_DATASET RECORDS_
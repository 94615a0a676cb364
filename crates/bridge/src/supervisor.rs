use std::sync::Arc;

use domain::{
    queues::{resolve_creation_properties, resolve_queue_name},
    EventSource, QueueBinding, QueueRuntimeConfig, ServiceDefinition,
};
use tokio::task::JoinSet;
use tokio_util::sync::CancellationToken;

use crate::dispatcher::Dispatcher;
use crate::error::{Error, Result};
use crate::invoker::FunctionInvoker;
use crate::poller::{LoopReport, PollLoop};
use crate::queue::QueueService;

/// A binding whose setup failed; other bindings are unaffected
#[derive(Debug)]
pub struct BindingFailure {
    pub function: String,
    pub error: Error,
}

/// Owns one poll loop per queue binding
pub struct Supervisor {
    tasks: JoinSet<LoopReport>,
    cancel: CancellationToken,
    failures: Vec<BindingFailure>,
}

impl Supervisor {
    /// Sets up every binding of the service and starts its loop. Each loop
    /// stops when `cancel` fires.
    pub async fn start<Q, I>(
        service: Arc<ServiceDefinition>,
        config: &QueueRuntimeConfig,
        queue: Arc<Q>,
        invoker: Arc<I>,
        cancel: CancellationToken,
    ) -> Self
    where
        Q: QueueService + 'static,
        I: FunctionInvoker + 'static,
    {
        tracing::info!("Starting Offline SQS.");

        let dispatcher = Arc::new(Dispatcher::new(invoker, service.clone()));
        let mut supervisor = Self {
            tasks: JoinSet::new(),
            cancel,
            failures: Vec::new(),
        };

        for binding in QueueBinding::collect(&service) {
            tracing::info!("SQS for {}:", binding.function);

            let function = binding.function.clone();
            match prepare(binding, &service, config, &queue, &dispatcher).await {
                Ok(poll_loop) => {
                    supervisor
                        .tasks
                        .spawn(poll_loop.run(supervisor.cancel.child_token()));
                }
                Err(error) => {
                    tracing::error!("Queue setup for {} failed: {}", function, error);
                    supervisor.failures.push(BindingFailure { function, error });
                }
            }
        }

        supervisor
    }

    /// Number of loops still running
    pub fn running(&self) -> usize {
        self.tasks.len()
    }

    pub fn failures(&self) -> &[BindingFailure] {
        &self.failures
    }

    /// Stops every loop and waits for them to finish
    pub async fn shutdown(mut self) -> Vec<LoopReport> {
        self.cancel.cancel();

        let mut reports = Vec::new();
        while let Some(joined) = self.tasks.join_next().await {
            match joined {
                Ok(report) => reports.push(report),
                Err(err) => tracing::error!("Poll loop ended abnormally: {}", err),
            }
        }
        reports
    }
}

async fn prepare<Q, I>(
    binding: QueueBinding,
    service: &ServiceDefinition,
    config: &QueueRuntimeConfig,
    queue: &Arc<Q>,
    dispatcher: &Arc<Dispatcher<I>>,
) -> Result<PollLoop<Q, I>>
where
    Q: QueueService,
    I: FunctionInvoker,
{
    let queue_name = resolve_queue_name(&binding, &service.resources)?;
    tracing::info!("Queue Name: {}", queue_name);

    if config.auto_create {
        let attributes = resolve_creation_properties(&binding, &service.resources)?;
        queue.ensure_queue(&queue_name, &attributes).await?;
    }

    let queue_url = queue.resolve_url(&queue_name).await?;
    let source = EventSource::for_binding(&binding, &queue_name, service, &config.event_source);

    Ok(PollLoop::new(
        binding,
        queue_name,
        queue_url,
        source,
        config.polling,
        queue.clone(),
        dispatcher.clone(),
    ))
}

_ASSIGNMENT_
Across the data, pull every line containing the string "joined".

_RESULT BELOW_
        while let Some(joined) = self.tasks.join_next().await {
            match joined {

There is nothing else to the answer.